Problem/Feature Description

A pharmaceutical research team used an AI tool to generate a first draft of an internal project summary — a document that will be circulated to senior leadership and external clinical partners. The document needs to sound like it was written by a human scientist, not a language model.

The team lead has given you the following constraints: all drug names, dosage figures, trial phase numbers, and dates must remain exactly as written — these are regulated facts and any change would be a compliance issue. The target register is formal-professional (the readers are MDs and research directors), and the document should remain as a single prose block in UK English with no bullet lists. No change log or edit summary is needed. The paragraph order must be preserved.
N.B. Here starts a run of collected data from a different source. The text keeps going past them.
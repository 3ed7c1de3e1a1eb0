//! Automation task queue and worker pool.
//!
//! One task channel, N workers. Within a task, actions run in declared
//! order: a blocking action serializes the automation and aborts the rest
//! of its actions on final failure, a non-blocking action is spawned
//! fire-and-forget and never delays the next dispatch.
//!
//! The `action_timeout` deadline applies to each attempt individually, so
//! the worst case for one action is bounded by
//! `max_attempts * (timeout + backoff)`.

use std::sync::Arc;
use std::time::Duration;

use tokio::sync::{mpsc, Mutex};
use tokio::task::JoinHandle;
use tokio_util::sync::CancellationToken;
use tracing::{debug, error, info, warn};

use crate::domain::errors::{EngineError, EngineResult};
use crate::domain::models::{ActionConfig, Event, ServiceInvocation};
use crate::services::service_registry::ServiceRegistry;

/// One automation firing: the causing event plus a resolved copy of each
/// action.
#[derive(Debug, Clone)]
pub struct AutomationTask {
    pub automation_id: i64,
    pub alias: String,
    pub event: Event,
    pub invocations: Vec<ServiceInvocation>,
}

/// Shared receiving end of the task channel.
pub type TaskReceiver = Arc<Mutex<mpsc::Receiver<AutomationTask>>>;

/// Create the task channel. The queue is deliberately tiny: workers are
/// the buffer, and a saturated queue applies backpressure to the event
/// processor rather than accumulating unbounded work.
pub fn task_channel() -> (mpsc::Sender<AutomationTask>, TaskReceiver) {
    let (tx, rx) = mpsc::channel(1);
    (tx, Arc::new(Mutex::new(rx)))
}

pub struct WorkerPool {
    registry: Arc<ServiceRegistry>,
    config: ActionConfig,
    cancel: CancellationToken,
}

impl WorkerPool {
    pub fn new(registry: Arc<ServiceRegistry>, config: ActionConfig, cancel: CancellationToken) -> Self {
        Self {
            registry,
            config,
            cancel,
        }
    }

    /// Spawn `count` workers draining the shared receiver. Workers exit
    /// when the task channel closes. A pool of size zero is a documented
    /// failure mode: tasks back up and producers block.
    pub fn spawn(&self, count: usize, receiver: TaskReceiver) -> Vec<JoinHandle<()>> {
        if count == 0 {
            warn!("worker pool size is 0, automation tasks will not be executed");
        }
        (0..count)
            .map(|worker_id| {
                let receiver = receiver.clone();
                let registry = self.registry.clone();
                let config = self.config.clone();
                let cancel = self.cancel.clone();
                tokio::spawn(async move {
                    worker_loop(worker_id, receiver, registry, config, cancel).await;
                })
            })
            .collect()
    }
}

async fn worker_loop(
    worker_id: usize,
    receiver: TaskReceiver,
    registry: Arc<ServiceRegistry>,
    config: ActionConfig,
    cancel: CancellationToken,
) {
    loop {
        let task = {
            let mut rx = receiver.lock().await;
            rx.recv().await
        };
        let Some(task) = task else {
            debug!(worker_id, "task channel closed, worker exiting");
            return;
        };
        run_task(worker_id, task, &registry, &config, &cancel).await;
    }
}

async fn run_task(
    worker_id: usize,
    task: AutomationTask,
    registry: &Arc<ServiceRegistry>,
    config: &ActionConfig,
    cancel: &CancellationToken,
) {
    info!(worker_id, automation = %task.alias, actions = task.invocations.len(), "executing task");

    for (index, invocation) in task.invocations.into_iter().enumerate() {
        if cancel.is_cancelled() {
            return;
        }
        if invocation.blocking {
            if let Err(err) = execute_with_retry(registry, config, cancel, &invocation).await {
                error!(
                    automation = %task.alias,
                    service = %invocation.qualified_name(),
                    action = index,
                    error = %err,
                    "blocking action failed, aborting remaining actions"
                );
                return;
            }
        } else {
            let registry = registry.clone();
            let config = config.clone();
            let cancel = cancel.clone();
            let alias = task.alias.clone();
            tokio::spawn(async move {
                if let Err(err) = execute_with_retry(&registry, &config, &cancel, &invocation).await
                {
                    error!(
                        automation = %alias,
                        service = %invocation.qualified_name(),
                        error = %err,
                        "non-blocking action failed"
                    );
                }
            });
        }
    }
}

/// Run one service call under the per-attempt deadline, retrying with a
/// fixed backoff up to the configured attempt budget. Cancellation aborts
/// between and during attempts.
async fn execute_with_retry(
    registry: &ServiceRegistry,
    config: &ActionConfig,
    cancel: &CancellationToken,
    invocation: &ServiceInvocation,
) -> EngineResult<()> {
    let timeout = Duration::from_millis(config.timeout_ms);
    let backoff = Duration::from_millis(config.retry.backoff_ms);
    let max_attempts = config.retry.max_attempts.max(1);

    let mut last_err = EngineError::ServiceCall("no attempts made".to_string());
    for attempt in 1..=max_attempts {
        let result = tokio::select! {
            () = cancel.cancelled() => return Err(EngineError::Cancelled),
            result = tokio::time::timeout(timeout, registry.call(invocation)) => result,
        };

        match result {
            Ok(Ok(())) => return Ok(()),
            Ok(Err(err @ EngineError::UnknownService(_))) => {
                // Retrying an unregistered service cannot help.
                return Err(err);
            }
            Ok(Err(err)) => {
                warn!(
                    service = %invocation.qualified_name(),
                    attempt,
                    error = %err,
                    "service call failed"
                );
                last_err = err;
            }
            Err(_) => {
                warn!(
                    service = %invocation.qualified_name(),
                    attempt,
                    "service call timed out"
                );
                last_err = EngineError::ServiceCallTimeout(timeout);
            }
        }

        if attempt < max_attempts {
            tokio::select! {
                () = cancel.cancelled() => return Err(EngineError::Cancelled),
                () = tokio::time::sleep(backoff) => {}
            }
        }
    }
    Err(last_err)
}

#[cfg(test)]
mod tests {
    use super::*;
    use crate::domain::models::{Context, RetryConfig, ServiceHandler, ServiceSpec, TargetSpec};
    use async_trait::async_trait;
    use serde_json::Map;
    use std::collections::HashMap;
    use std::sync::atomic::{AtomicU32, Ordering};

    struct FailingHandler {
        calls: Arc<AtomicU32>,
    }

    #[async_trait]
    impl ServiceHandler for FailingHandler {
        async fn call(&self, _invocation: &ServiceInvocation) -> EngineResult<()> {
            self.calls.fetch_add(1, Ordering::SeqCst);
            Err(EngineError::ServiceCall("boom".to_string()))
        }
    }

    struct SlowHandler {
        calls: Arc<AtomicU32>,
        delay: Duration,
    }

    #[async_trait]
    impl ServiceHandler for SlowHandler {
        async fn call(&self, _invocation: &ServiceInvocation) -> EngineResult<()> {
            tokio::time::sleep(self.delay).await;
            self.calls.fetch_add(1, Ordering::SeqCst);
            Ok(())
        }
    }

    fn spec(handler: Arc<dyn ServiceHandler>) -> ServiceSpec {
        ServiceSpec {
            handler,
            required_params: HashMap::new(),
            allowed_targets: TargetSpec::default(),
        }
    }

    fn invocation(domain: &str, service: &str, blocking: bool) -> ServiceInvocation {
        ServiceInvocation {
            domain: domain.into(),
            service: service.into(),
            targets: vec![],
            params: Map::new(),
            blocking,
            context: Context::new(),
        }
    }

    fn config(max_attempts: u32, backoff_ms: u64, timeout_ms: u64) -> ActionConfig {
        ActionConfig {
            timeout_ms,
            retry: RetryConfig {
                max_attempts,
                backoff_ms,
            },
        }
    }

    #[tokio::test]
    async fn test_retry_budget_is_spent_then_fails() {
        let registry = Arc::new(ServiceRegistry::new());
        let calls = Arc::new(AtomicU32::new(0));
        registry.register("hue", "broken", spec(Arc::new(FailingHandler { calls: calls.clone() })));

        let cancel = CancellationToken::new();
        let result = execute_with_retry(
            &registry,
            &config(3, 10, 1_000),
            &cancel,
            &invocation("hue", "broken", true),
        )
        .await;

        assert!(result.is_err());
        assert_eq!(calls.load(Ordering::SeqCst), 3);
    }

    #[tokio::test]
    async fn test_max_attempts_one_means_no_retry() {
        let registry = Arc::new(ServiceRegistry::new());
        let calls = Arc::new(AtomicU32::new(0));
        registry.register("hue", "broken", spec(Arc::new(FailingHandler { calls: calls.clone() })));

        let cancel = CancellationToken::new();
        let _ = execute_with_retry(
            &registry,
            &config(1, 10, 1_000),
            &cancel,
            &invocation("hue", "broken", true),
        )
        .await;

        assert_eq!(calls.load(Ordering::SeqCst), 1);
    }

    #[tokio::test]
    async fn test_timeout_counts_against_budget() {
        let registry = Arc::new(ServiceRegistry::new());
        let calls = Arc::new(AtomicU32::new(0));
        registry.register(
            "hue",
            "slow",
            spec(Arc::new(SlowHandler {
                calls: calls.clone(),
                delay: Duration::from_millis(200),
            })),
        );

        let cancel = CancellationToken::new();
        let result = execute_with_retry(
            &registry,
            &config(2, 5, 20),
            &cancel,
            &invocation("hue", "slow", true),
        )
        .await;

        assert!(matches!(result, Err(EngineError::ServiceCallTimeout(_))));
        // The handler never finished inside the deadline.
        assert_eq!(calls.load(Ordering::SeqCst), 0);
    }

    #[tokio::test]
    async fn test_unknown_service_is_not_retried() {
        let registry = Arc::new(ServiceRegistry::new());
        let cancel = CancellationToken::new();
        let result = execute_with_retry(
            &registry,
            &config(3, 10, 1_000),
            &cancel,
            &invocation("hue", "missing", true),
        )
        .await;
        assert!(matches!(result, Err(EngineError::UnknownService(_))));
    }

    #[tokio::test]
    async fn test_blocking_failure_halts_remaining_actions() {
        let registry = Arc::new(ServiceRegistry::new());
        let failing = Arc::new(AtomicU32::new(0));
        let after = Arc::new(AtomicU32::new(0));
        registry.register("hue", "broken", spec(Arc::new(FailingHandler { calls: failing.clone() })));
        registry.register(
            "hue",
            "after",
            spec(Arc::new(SlowHandler {
                calls: after.clone(),
                delay: Duration::from_millis(1),
            })),
        );

        let task = AutomationTask {
            automation_id: 1,
            alias: "halts".into(),
            event: Event::time_changed(chrono::Utc::now()),
            invocations: vec![
                invocation("hue", "broken", true),
                invocation("hue", "after", true),
            ],
        };

        let cancel = CancellationToken::new();
        run_task(0, task, &registry, &config(2, 1, 100), &cancel).await;

        assert_eq!(failing.load(Ordering::SeqCst), 2);
        assert_eq!(after.load(Ordering::SeqCst), 0, "second action must not run");
    }

    #[tokio::test]
    async fn test_non_blocking_action_does_not_delay_next() {
        let registry = Arc::new(ServiceRegistry::new());
        let slow = Arc::new(AtomicU32::new(0));
        let fast = Arc::new(AtomicU32::new(0));
        registry.register(
            "hue",
            "slow",
            spec(Arc::new(SlowHandler {
                calls: slow.clone(),
                delay: Duration::from_millis(300),
            })),
        );
        registry.register(
            "hue",
            "fast",
            spec(Arc::new(SlowHandler {
                calls: fast.clone(),
                delay: Duration::from_millis(1),
            })),
        );

        let task = AutomationTask {
            automation_id: 1,
            alias: "fire-and-forget".into(),
            event: Event::time_changed(chrono::Utc::now()),
            invocations: vec![
                invocation("hue", "slow", false),
                invocation("hue", "fast", true),
            ],
        };

        let cancel = CancellationToken::new();
        let started = tokio::time::Instant::now();
        run_task(0, task, &registry, &config(1, 1, 1_000), &cancel).await;
        let elapsed = started.elapsed();

        // The fast blocking action completed without waiting for the slow
        // non-blocking one.
        assert_eq!(fast.load(Ordering::SeqCst), 1);
        assert!(elapsed < Duration::from_millis(250), "took {elapsed:?}");

        // The spawned action still finishes on its own.
        tokio::time::sleep(Duration::from_millis(400)).await;
        assert_eq!(slow.load(Ordering::SeqCst), 1);
    }

    #[tokio::test]
    async fn test_zero_workers_back_up_the_queue() {
        let registry = Arc::new(ServiceRegistry::new());
        let cancel = CancellationToken::new();
        let pool = WorkerPool::new(registry, config(1, 1, 100), cancel);
        let (tx, rx) = task_channel();
        let handles = pool.spawn(0, rx);
        assert!(handles.is_empty());

        let task = || AutomationTask {
            automation_id: 1,
            alias: "stuck".into(),
            event: Event::time_changed(chrono::Utc::now()),
            invocations: vec![],
        };
        // The channel buffer absorbs one task; the next producer blocks.
        tx.send(task()).await.unwrap();
        assert!(tx.try_send(task()).is_err(), "queue full with no workers");
    }

    #[tokio::test]
    async fn test_workers_drain_and_exit_on_close() {
        let registry = Arc::new(ServiceRegistry::new());
        let calls = Arc::new(AtomicU32::new(0));
        registry.register(
            "hue",
            "fast",
            spec(Arc::new(SlowHandler {
                calls: calls.clone(),
                delay: Duration::from_millis(1),
            })),
        );

        let cancel = CancellationToken::new();
        let pool = WorkerPool::new(registry, config(1, 1, 100), cancel);
        let (tx, rx) = task_channel();
        let handles = pool.spawn(2, rx);

        for i in 0..4 {
            tx.send(AutomationTask {
                automation_id: i,
                alias: format!("task-{i}"),
                event: Event::time_changed(chrono::Utc::now()),
                invocations: vec![invocation("hue", "fast", true)],
            })
            .await
            .unwrap();
        }
        drop(tx);

        for handle in handles {
            handle.await.unwrap();
        }
        assert_eq!(calls.load(Ordering::SeqCst), 4);
    }
}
Rewrite the summary so it reads as a credible, professional document rather than AI-generated boilerplate, while strictly preserving all factual content.

Output Specification

Write the rewritten summary to rewritten_summary.txt. The file should contain only the rewritten text — nothing else.

Input Files

The following file is provided as input. Extract it before beginning.

=============== FILE: inputs/research_summary.txt =============== In today's rapidly evolving pharmaceutical landscape, our organisation stands at a pivotal moment — showcasing our unwavering commitment to innovation and underscoring the transformative potential of next-generation oncology therapeutics. The Phase II clinical trial of Veralinib 200mg, initiated in March 2023, serves as a testament to our dedication to fostering advances in targeted cancer therapy.

The trial — enrolling 240 patients across four UK sites — has demonstrated promising preliminary results. Additionally, interim data collected through December 2023 showcases a 34% reduction in tumour burden among evaluable patients, underscoring the compound's unique mechanism of action. Experts agree that targeted KRAS inhibition could potentially represent a paradigm shift in the treatment of non-small-cell lung cancer, and our findings are perfectly positioned to contribute meaningfully to this evolving field.

Due to the fact that regulatory submissions require comprehensive safety data, the full dataset — encompassing adverse event profiles, pharmacokinetic analyses, and biomarker correlations — will be finalised by Q3 2024. While challenges remain, the programme continues to thrive. In order to ensure alignment with our clinical partners, a steering committee meeting has been scheduled for 15 February 2024.